But IPs aren’t just about connectivity—they can also reveal suspicious activity. That’s where IP fraud scores come into play.
Want to understand your IP fraud score results? Scroll down to learn how the score is calculated and how it helps prevent fraud.
What Is an IP Fraud Score?
An IP fraud score helps detect risky or fraudulent users by analyzing how they connect online. Signals like VPN or proxy usage, emulators, and poor IP reputation scores are assigned points. These points combine into a single score that reflects the likelihood of fraud.
For instance, a VPN might add +1, while a suspicious connection from a known TOR node could add more. IPs previously linked to bot activity, abuse, or chargebacks may be automatically blocked based on thresholds set by your fraud prevention system. Businesses often use IP risk scoring at critical moments like signup, login, or checkout—where preventing account takeovers and other threats is vital.
While it’s part of broader fraud detection, an IP fraud score is focused purely on network-level risk—not behavioral data like transactions or spending patterns.
Watch the video below for a quick breakdown of how fraud scores work:
How do IP Fraud Scores Work?
An IP scoring API adds and subtracts points based on detected signals. Once the total score is calculated, the system can flag a user as low, medium, or high risk.
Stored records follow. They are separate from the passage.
//! NodeGroup and Node operations

use std::collections::BTreeMap;
use std::time::Duration;

use async_trait::async_trait;
use base64::Engine;
use k8s_openapi::api::core::v1::{Node, Secret};
use kube::api::{DynamicObject, ListParams, Patch, PatchParams, PostParams};
use kube::{Api, Client};
#[cfg(test)]
use mockall::automock;
use serde_json::Value;
use tokio_util::sync::CancellationToken;
use tracing::info;

use candictl_common::kube_utils::{build_api_resource, is_already_exists, is_not_found};
use candictl_common::retry::{retry_loop, RetryConfig};
use candictl_common::{Error, Result, CLOUD_INSTANCE_MANAGER_NAMESPACE};

/// API version of NodeGroup
pub const NODE_GROUP_API_VERSION: &str = "deckhouse.io/v1alpha1";
/// Label carrying the node group of a Node
pub const NODE_GROUP_NODE_LABEL: &str = "node.deckhouse.io/group";

const CLOUD_CONFIG_KEY: &str = "cloud-config";

/// Cluster-side operations on node groups and nodes
#[cfg_attr(test, automock)]
#[async_trait]
pub trait NodeGroupApi: Send + Sync {
    /// Create the NodeGroup, merge-patching it if it exists
    async fn create_node_group(&self, name: &str, manifest: &Value) -> Result<()>;

    /// Base64-encoded bootstrap cloud-config of `group`
    async fn get_cloud_config(&self, group: &str) -> Result<String>;

    /// Wait until `node` is Ready
    async fn wait_for_single_node_ready(&self, node: &str) -> Result<()>;

    /// Wait until every node in `nodes` is Ready
    async fn wait_for_nodes_list_ready(&self, nodes: &[String]) -> Result<()>;

    /// Wait until each group has at least the given number of Ready nodes
    async fn wait_for_node_groups_ready(&self, groups: &BTreeMap<String, u32>) -> Result<()>;

    /// Whether the Node object exists
    async fn node_exists(&self, node: &str) -> Result<bool>;
}

/// Whether the Node reports `Ready=True`
pub fn is_node_ready(node: &Node) -> bool {
    node.status
        .as_ref()
        .and_then(|s| s.conditions.as_ref())
        .map(|conditions| {
            conditions
                .iter()
                .any(|c| c.type_ == "Ready" && c.status == "True")
        })
        .unwrap_or(false)
}

/// Count Ready nodes and render a `* name | Ready` table
pub fn readiness_report(nodes: &[Node], desired: usize) -> (usize, String) {
    let ready = nodes.iter().filter(|n| is_node_ready(n)).count();
    let mut message = format!("Nodes Ready {} of {}", ready, desired);
    for node in nodes {
        let condition = if is_node_ready(node) { "Ready" } else { "NotReady" };
        message.push_str(&format!(
            "\n* {} | {}",
            node.metadata.name.as_deref().unwrap_or_default(),
            condition
        ));
    }
    (ready, message)
}

/// Label selector matching the nodes of `groups`
pub fn node_groups_selector<'a>(groups: impl IntoIterator<Item = &'a String>) -> String {
    let names: Vec<&str> = groups.into_iter().map(String::as_str).collect();
    format!("{} in ({})", NODE_GROUP_NODE_LABEL, names.join(", "))
}

/// [`NodeGroupApi`] backed by the Kubernetes API
#[derive(Clone)]
pub struct KubeNodeGroups {
    client: Client,
    cancel: CancellationToken,
    create_retry: RetryConfig,
    cloud_config_retry: RetryConfig,
    ready_retry: RetryConfig,
}

impl std::fmt::Debug for KubeNodeGroups {
    fn fmt(&self, f: &mut std::fmt::Formatter<'_>) -> std::fmt::Result {
        f.debug_struct("KubeNodeGroups").finish_non_exhaustive()
    }
}

impl KubeNodeGroups {
    /// Operations on `client`; every wait stops when `cancel` trips
    pub fn new(client: Client, cancel: CancellationToken) -> Self {
        Self {
            client,
            cancel,
            create_retry: RetryConfig::new(45, Duration::from_secs(15)),
            cloud_config_retry: RetryConfig::new(60, Duration::from_secs(10)).silent(),
            ready_retry: RetryConfig::new(100, Duration::from_secs(20)),
        }
    }

    fn nodes(&self) -> Api<Node> {
        Api::all(self.client.clone())
    }
}

#[async_trait]
impl NodeGroupApi for KubeNodeGroups {
    async fn create_node_group(&self, name: &str, manifest: &Value) -> Result<()> {
        let ar = build_api_resource(NODE_GROUP_API_VERSION, "NodeGroup");
        let api: Api<DynamicObject> = Api::all_with(self.client.clone(), &ar);
        let obj: DynamicObject = serde_json::from_value(manifest.clone())
            .map_err(|e| Error::serialization_for("NodeGroup", e.to_string()))?;

        retry_loop(
            &self.create_retry,
            &format!("Create NodeGroup {:?}", name),
            &self.cancel,
            || async {
                match api.create(&PostParams::default(), &obj).await {
                    Ok(_) => {
                        info!("NodeGroup {:?} created", name);
                        Ok(())
                    }
                    Err(e) if is_already_exists(&e) => {
                        info!("NodeGroup {:?} exists, updating", name);
                        api.patch(name, &PatchParams::default(), &Patch::Merge(manifest))
                            .await?;
                        Ok(())
                    }
                    Err(e) => Err(e.into()),
                }
            },
        )
        .await
    }

    async fn get_cloud_config(&self, group: &str) -> Result<String> {
        let api: Api<Secret> =
            Api::namespaced(self.client.clone(), CLOUD_INSTANCE_MANAGER_NAMESPACE);
        let name = format!("manual-bootstrap-for-{}", group);
        let operation = format!("Waiting for {} cloud config", group);

        let cloud_config = retry_loop(&self.cloud_config_retry, &operation, &self.cancel, || async {
            let secret = api.get(&name).await?;
            secret
                .data
                .and_then(|mut d| d.remove(CLOUD_CONFIG_KEY))
                .map(|b| b.0)
                .ok_or_else(|| {
                    Error::kube_api(
                        format!("get secret {}", name),
                        format!("no {} key", CLOUD_CONFIG_KEY),
                    )
                })
        })
        .await?;

        info!("Cloud configuration for {} found", group);
        Ok(base64::engine::general_purpose::STANDARD.encode(cloud_config))
    }

    async fn wait_for_single_node_ready(&self, node: &str) -> Result<()> {
        let api = self.nodes();
        retry_loop(
            &self.ready_retry,
            &format!("Waiting for Node {} to become Ready", node),
            &self.cancel,
            || async {
                let obj = api.get(node).await?;
                if is_node_ready(&obj) {
                    Ok(())
                } else {
                    Err(Error::node_not_ready(format!("node {:?} is not Ready yet", node)))
                }
            },
        )
        .await
    }

    async fn wait_for_nodes_list_ready(&self, nodes: &[String]) -> Result<()> {
        let api = self.nodes();
        retry_loop(
            &self.ready_retry,
            "Waiting for nodes to become Ready",
            &self.cancel,
            || async {
                let mut objs = Vec::with_capacity(nodes.len());
                for node in nodes {
                    objs.push(api.get(node).await?);
                }
                let (ready, message) = readiness_report(&objs, nodes.len());
                if ready >= nodes.len() {
                    info!("{}", message);
                    Ok(())
                } else {
                    Err(Error::node_not_ready(message))
                }
            },
        )
        .await
    }

    async fn wait_for_node_groups_ready(&self, groups: &BTreeMap<String, u32>) -> Result<()> {
        let api = self.nodes();
        let desired: usize = groups.values().map(|n| *n as usize).sum();
        let params = ListParams::default().labels(&node_groups_selector(groups.keys()));
        let names: Vec<&str> = groups.keys().map(String::as_str).collect();

        retry_loop(
            &self.ready_retry,
            &format!("Waiting for NodeGroups {:?} to become Ready", names),
            &self.cancel,
            || async {
                let list = api.list(&params).await?;
                let (ready, message) = readiness_report(&list.items, desired);
                if ready >= desired {
                    info!("{}", message);
                    Ok(())
                } else {
                    Err(Error::node_not_ready(message))
                }
            },
        )
        .await
    }

    async fn node_exists(&self, node: &str) -> Result<bool> {
        let api = self.nodes();
        retry_loop(
            &RetryConfig::new(5, Duration::from_secs(2)),
            &format!("Checking node exists {}", node),
            &self.cancel,
            || async {
                match api.get(node).await {
                    Ok(_) => Ok(true),
                    Err(e) if is_not_found(&e) => Ok(false),
                    Err(e) => Err(e.into()),
                }
            },
        )
        .await
    }
}

#[cfg(test)]
mod tests {
    use super::*;
    use k8s_openapi::api::core::v1::{NodeCondition, NodeStatus};
    use k8s_openapi::apimachinery::pkg::apis::meta::v1::ObjectMeta;

    fn node(name: &str, ready: &str) -> Node {
        Node {
            metadata: ObjectMeta {
                name: Some(name.to_string()),
                ..Default::default()
            },
            status: Some(NodeStatus {
                conditions: Some(vec![NodeCondition {
                    type_: "Ready".to_string(),
                    status: ready.to_string(),
                    ..Default::default()
                }]),
                ..Default::default()
            }),
            ..Default::default()
        }
    }

    #[test]
    fn test_is_node_ready() {
        assert!(is_node_ready(&node("a", "True")));
        assert!(!is_node_ready(&node("a", "False")));
        assert!(!is_node_ready(&Node::default()));
    }

    #[test]
    fn test_readiness_report() {
        let nodes = vec![node("test-master-0", "True"), node("test-front-0", "Unknown")];
        let (ready, message) = readiness_report(&nodes, 3);
        assert_eq!(ready, 1);
        assert_eq!(
            message,
            "Nodes Ready 1 of 3\n* test-master-0 | Ready\n* test-front-0 | NotReady"
        );
    }

    #[test]
    fn test_node_groups_selector() {
        let groups = BTreeMap::from([("front".to_string(), 2u32), ("master".to_string(), 1)]);
        assert_eq!(
            node_groups_selector(groups.keys()),
            "node.deckhouse.io/group in (front, master)"
        );
    }
}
Here’s a simplified example of how fraudulent IP detection works:
- IP is from Russia → adds +2
- ISP is residential → subtracts -1
- Suspicious SSH port is open → adds +5
- Total IP risk score = 6 → potentially flagged as high risk
The goal is to evaluate as many signals as possible to create an accurate IP risk lookup and improve fraud prevention outcomes in real time.
What IP Data Is Important for an IP Fraud Score?
To calculate an accurate IP fraud score, you need to analyze key IP parameters that reveal how a user connects to the internet—and whether it looks suspicious.
Public vs. Private IP Addresses
Think of a public IP as a mailbox at the local post office—it’s how devices connect to the wider Internet. A private IP is like mail routing inside a building. Private doesn’t mean hidden—it just links to a local network.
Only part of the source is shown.